-- STUDY MATERIAL follows --

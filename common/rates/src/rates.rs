//! Interest math and the interest-rate strategy (spec §4.2, §4.3).
//!
//! Both halves are pure functions of their inputs: no reserve state is
//! read or written here. `reserve-core` is the only crate that threads
//! these results back into a stored `ReserveData`.

use common_constants::{BPS, RAY, SECONDS_PER_YEAR};
use common_errors::{CoreError, CoreResult};
use common_math::{narrow_u256, ray_div, ray_mul, wad_to_ray, widen, percent_mul};
use common_structs::{RateParameters, RateStrategyInput, RateStrategyOutput};

fn checked_add(a: u128, b: u128) -> CoreResult<u128> {
    a.checked_add(b).ok_or(CoreError::Overflow)
}

fn checked_sub(a: u128, b: u128) -> CoreResult<u128> {
    a.checked_sub(b).ok_or(CoreError::Overflow)
}

/// `L(r, Δ) = R + (r·Δ) / Y`: the linear accrual factor used to roll the
/// liquidity index forward (spec §4.2).
pub fn linear_interest(rate: u128, delta_seconds: u64) -> CoreResult<u128> {
    if delta_seconds == 0 {
        return Ok(RAY);
    }
    let term = widen(rate)
        .checked_mul(widen(delta_seconds as u128))
        .ok_or(CoreError::Overflow)?
        .checked_div(widen(SECONDS_PER_YEAR as u128))
        .ok_or(CoreError::DivisionByZero)?;
    narrow_u256(widen(RAY).checked_add(term).ok_or(CoreError::Overflow)?)
}

/// Third-order binomial approximation of `(1 + r/Y)^Δ`, the compounded
/// accrual factor used to roll the variable borrow index forward (spec
/// §4.2). Deliberately not `exp(r·Δ/Y)` — see the design note there.
pub fn compounded_interest(rate: u128, delta_seconds: u64) -> CoreResult<u128> {
    if delta_seconds == 0 {
        return Ok(RAY);
    }
    let y = SECONDS_PER_YEAR as u128;
    let delta = delta_seconds as u128;
    let delta_m1 = (delta_seconds.saturating_sub(1)) as u128;
    let delta_m2 = if delta_seconds >= 2 {
        (delta_seconds - 2) as u128
    } else {
        0
    };

    let base_pow2 = {
        let r_r = ray_mul(rate, rate)?;
        let y_sq = widen(y).checked_mul(widen(y)).ok_or(CoreError::Overflow)?;
        narrow_u256(
            widen(r_r)
                .checked_div(y_sq)
                .ok_or(CoreError::DivisionByZero)?,
        )?
    };
    let base_pow3 = {
        let pow2_r = ray_mul(base_pow2, rate)?;
        pow2_r / y
    };

    let t1 = narrow_u256(
        widen(rate)
            .checked_mul(widen(delta))
            .ok_or(CoreError::Overflow)?
            .checked_div(widen(y))
            .ok_or(CoreError::DivisionByZero)?,
    )?;

    let t2 = narrow_u256(
        widen(delta)
            .checked_mul(widen(delta_m1))
            .ok_or(CoreError::Overflow)?
            .checked_mul(widen(base_pow2))
            .ok_or(CoreError::Overflow)?
            .checked_div(widen(2u128))
            .ok_or(CoreError::DivisionByZero)?,
    )?;

    let t3 = narrow_u256(
        widen(delta)
            .checked_mul(widen(delta_m1))
            .ok_or(CoreError::Overflow)?
            .checked_mul(widen(delta_m2))
            .ok_or(CoreError::Overflow)?
            .checked_mul(widen(base_pow3))
            .ok_or(CoreError::Overflow)?
            .checked_div(widen(6u128))
            .ok_or(CoreError::DivisionByZero)?,
    )?;

    let sum = widen(RAY)
        .checked_add(widen(t1))
        .ok_or(CoreError::Overflow)?
        .checked_add(widen(t2))
        .ok_or(CoreError::Overflow)?
        .checked_add(widen(t3))
        .ok_or(CoreError::Overflow)?;
    narrow_u256(sum)
}

/// `calculateInterestRates` (spec §4.3): pure, deterministic, and
/// independent of any stored reserve state.
pub fn calculate_interest_rates(
    params: &RateParameters,
    input: &RateStrategyInput,
) -> CoreResult<RateStrategyOutput> {
    let total_debt = checked_add(input.total_stable_debt, input.total_variable_debt)?;

    let mut variable_rate = params.base_variable_borrow_rate;
    let mut stable_rate = checked_add(params.variable_rate_slope1, params.base_stable_rate_offset)?;
    let mut supply_rate = 0u128;

    if total_debt > 0 {
        let stable_to_total_debt_ratio = ray_div(input.total_stable_debt, total_debt)?;

        let available_liquidity = checked_sub(
            checked_add(input.a_token_asset_balance, input.liquidity_added)?,
            input.liquidity_taken,
        )?;
        let available_liquidity_plus_debt = checked_add(available_liquidity, total_debt)?;
        let borrow_usage = ray_div(total_debt, available_liquidity_plus_debt)?;
        let supply_usage = ray_div(
            total_debt,
            checked_add(available_liquidity_plus_debt, input.unbacked)?,
        )?;

        if borrow_usage > params.optimal_usage_ratio {
            let excess = ray_div(
                checked_sub(borrow_usage, params.optimal_usage_ratio)?,
                params.max_excess_usage_ratio,
            )?;
            variable_rate = checked_add(
                checked_add(variable_rate, params.variable_rate_slope1)?,
                ray_mul(params.variable_rate_slope2, excess)?,
            )?;
            stable_rate = checked_add(
                checked_add(stable_rate, params.stable_rate_slope1)?,
                ray_mul(params.stable_rate_slope2, excess)?,
            )?;
        } else {
            variable_rate = checked_add(
                variable_rate,
                ray_div(
                    ray_mul(params.variable_rate_slope1, borrow_usage)?,
                    params.optimal_usage_ratio,
                )?,
            )?;
            stable_rate = checked_add(
                stable_rate,
                ray_div(
                    ray_mul(params.stable_rate_slope1, borrow_usage)?,
                    params.optimal_usage_ratio,
                )?,
            )?;
        }

        if stable_to_total_debt_ratio > params.optimal_stable_to_total_debt_ratio {
            let excess_stable = ray_div(
                checked_sub(
                    stable_to_total_debt_ratio,
                    params.optimal_stable_to_total_debt_ratio,
                )?,
                params.max_excess_stable_to_total_debt_ratio,
            )?;
            stable_rate = checked_add(
                stable_rate,
                ray_mul(params.stable_rate_excess_offset, excess_stable)?,
            )?;
        }

        let overall = {
            let weighted_variable = ray_mul(wad_to_ray(input.total_variable_debt)?, variable_rate)?;
            let weighted_stable = ray_mul(
                wad_to_ray(input.total_stable_debt)?,
                input.average_stable_borrow_rate,
            )?;
            ray_div(
                checked_add(weighted_variable, weighted_stable)?,
                wad_to_ray(total_debt)?,
            )?
        };

        if input.reserve_factor_bps > BPS {
            return Err(CoreError::Overflow);
        }
        supply_rate = percent_mul(ray_mul(overall, supply_usage)?, BPS - input.reserve_factor_bps)?;
    }

    Ok(RateStrategyOutput {
        liquidity_rate: supply_rate,
        stable_borrow_rate: stable_rate,
        variable_borrow_rate: variable_rate,
    })
}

-- STUDY MATERIAL concluded --

## TASK STATEMENT
When a line in the data holds the word "RateStrategyOutput", show that line.

## YOUR SOLUTION
use common_structs::{RateParameters, RateStrategyInput, RateStrategyOutput};
) -> CoreResult<RateStrategyOutput> {
    Ok(RateStrategyOutput {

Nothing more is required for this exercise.